Z danych Press-Service Monitoring Mediów wynika, że od 13 do 16 sierpnia w mediach społecznościowych pojawiło się prawie 104 tys. publikacji na temat uchwalania przez Sejm podwyżek dla najważniejszych polityków w państwie. Najwięcej opublikowano ich na Facebooku (93 395) i Twitterze (10 084).
– Temat podwyżki pensji polityków podgrzał dosyć poważnie media społecznościowe.
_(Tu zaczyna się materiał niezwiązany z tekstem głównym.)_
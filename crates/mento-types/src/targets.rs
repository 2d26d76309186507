use std::collections::HashSet;
use std::str::FromStr;

use serde::{Deserialize, Serialize};
use thiserror::Error;
use utoipa::ToSchema;

use crate::Chain;

pub const ETHEREUM_RESERVE_ADDRESS: &str = "0xd0697f70E79476195B742d5aFAb14BE50f98CC1E";
pub const CELO_RESERVE_ADDRESS: &str = "0x9380fA34Fd9e4Fd14c06305fd7B6199089eD4eb9";

#[derive(Error, Debug, PartialEq, Eq)]
pub enum TargetsError {
    #[error("at least one reserve address must be configured")]
    Empty,
    #[error("invalid reserve address entry '{0}', expected <chain>:<0x address>")]
    InvalidEntry(String),
    #[error("unknown chain '{0}'")]
    UnknownChain(String),
    #[error("malformed address '{0}', expected 0x followed by 40 hex characters")]
    MalformedAddress(String),
    #[error("duplicate reserve address {address} on {chain}")]
    Duplicate { chain: Chain, address: String },
}

/// A reserve-held address on a specific chain.
#[derive(Debug, Clone, PartialEq, Eq, Serialize, Deserialize, ToSchema)]
pub struct ReserveAddress {
    pub chain: Chain,
    pub address: String,
}

impl ReserveAddress {
    pub fn new(chain: Chain, address: &str) -> Self {
        Self {
            chain,
            address: address.to_owned(),
        }
    }
}

/// Parses `<chain>:<address>`, e.g. `celo:0x9380fA34Fd9e4Fd14c06305fd7B6199089eD4eb9`.
impl FromStr for ReserveAddress {
    type Err = TargetsError;

    fn from_str(s: &str) -> Result<Self, Self::Err> {
        let (chain, address) = s
            .trim()
            .split_once(':')
            .ok_or_else(|| TargetsError::InvalidEntry(s.to_owned()))?;

        let chain = chain
            .trim()
            .parse::<Chain>()
            .map_err(|_| TargetsError::UnknownChain(chain.trim().to_owned()))?;

        Ok(Self::new(chain, address.trim()))
    }
}

fn is_evm_address(address: &str) -> bool {
    address
        .strip_prefix("0x")
        .is_some_and(|hex| hex.len() == 40 && hex.chars().all(|c| c.is_ascii_hexdigit()))
}

/// The fixed set of addresses and chains queried upstream.
#[derive(Debug, Clone, PartialEq, Eq, Serialize, Deserialize, ToSchema)]
pub struct ReserveTargets {
    pub addresses: Vec<ReserveAddress>,
}

impl Default for ReserveTargets {
    fn default() -> Self {
        Self {
            addresses: vec![
                ReserveAddress::new(Chain::Ethereum, ETHEREUM_RESERVE_ADDRESS),
                ReserveAddress::new(Chain::Celo, CELO_RESERVE_ADDRESS),
            ],
        }
    }
}

impl ReserveTargets {
    /// Builds validated targets. Rejects empty sets, malformed addresses and
    /// the same address listed twice for one chain.
    pub fn new(addresses: Vec<ReserveAddress>) -> Result<Self, TargetsError> {
        let targets = Self { addresses };
        targets.validate()?;
        Ok(targets)
    }

    pub fn validate(&self) -> Result<(), TargetsError> {
        if self.addresses.is_empty() {
            return Err(TargetsError::Empty);
        }

        let mut seen = HashSet::new();
        for entry in &self.addresses {
            if !is_evm_address(&entry.address) {
                return Err(TargetsError::MalformedAddress(entry.address.clone()));
            }
            if !seen.insert((entry.chain, entry.address.to_lowercase())) {
                return Err(TargetsError::Duplicate {
                    chain: entry.chain,
                    address: entry.address.clone(),
                });
            }
        }

        Ok(())
    }

    /// Distinct addresses in configuration order. The same address may be a
    /// reserve on several chains but is only queried once.
    pub fn unique_addresses(&self) -> Vec<String> {
        let mut seen = HashSet::new();
        self.addresses
            .iter()
            .filter(|entry| seen.insert(entry.address.to_lowercase()))
            .map(|entry| entry.address.clone())
            .collect()
    }

    /// Distinct chain ids in configuration order.
    pub fn chain_ids(&self) -> Vec<u64> {
        let mut ids: Vec<u64> = Vec::with_capacity(self.addresses.len());
        for entry in &self.addresses {
            let id = entry.chain.chain_id();
            if !ids.contains(&id) {
                ids.push(id);
            }
        }
        ids
    }
}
To tam odbyła się cała debata w tej sprawie, która była na tyle bulwersująca, że pod naciskiem społecznym politycy się ugięli – komentuje medioznawca Maciej Myśliwiec.
W mediach tradycyjnych (prasa, radio, telewizja, internet) tych publikacji było zdecydowanie mniej. W analizowanym czasie trochę ponad 3 tys. Myśliwski zakłada trzy scenariusze, dla których media tradycyjne omijały ten temat.
– Po pierwsze ten temat to kukułcze jajo, które było dla wszystkich niewygodne, więc media sympatyzujące z konkretnymi frakcjami politycznymi nie chciały dobijać żadnej ze stron – analizuje Myśliwiec. Drugi powód według niego jest związany z tym, że media mogły nie chcieć drażnić informacjami w czasie urlopów. – To mogłoby skutkować odpływem odbiorców. A po trzecie – w tym czasie były inne ważniejsze i bardziej medialne tematy, np. koronawirus czy wydarzenia na Białorusi – tłumaczy medioznawca.
Większość publikacji, które pojawiły się w mediach tradycyjnych w analizowanym czasie, bo ponad 2 tys., miała wydźwięk neutralny. Informacji o negatywnym zabarwieniu było tysiąc, a o pozytywnym 50.
Najwięcej publikacji o wydźwięku negatywnym w mediach tradycyjnych dotyczyło PiS (685) i opozycji (515). Z kolei publikacje o wydźwięku pozytywnym pojawiały się głównie w kontekście Kukiz’15 (1198) i Konfederacji (1460).